Transcribe the records exactly from the line with "pub fn trimmed_query(&self)" to the end, both included.

• • •

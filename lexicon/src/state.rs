use dictionary::Entry;

pub const NOT_FOUND_MESSAGE: &str = "Word not found. Please try another word.";
pub const LOOKUP_FAILED_MESSAGE: &str = "An error occurred. Please try again.";

#[derive(Debug, Clone, PartialEq, Default)]
pub enum LookupState {
    #[default]
    Idle,
    Loading,
    Success(Vec<Entry>),
    Failure(String),
}

impl LookupState {
    pub fn is_loading(&self) -> bool {
        matches!(self, LookupState::Loading)
    }
}

#[derive(Debug, Clone, PartialEq, Default)]
pub struct Session {
    pub query: String,
    pub phase: LookupState,
}

impl Session {
    pub fn is_loading(&self) -> bool {
        self.phase.is_loading()
    }

    /// The query as it would be sent, `None` when there is nothing to send.
    pub fn trimmed_query(&self) -> Option<&str> {
        let query = self.query.trim();
        (!query.is_empty()).then_some(query)
    }
}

• • •

- _Result of the exercise_
    pub fn trimmed_query(&self) -> Option<&str> {
        let query = self.query.trim();
        (!query.is_empty()).then_some(query)
    }
}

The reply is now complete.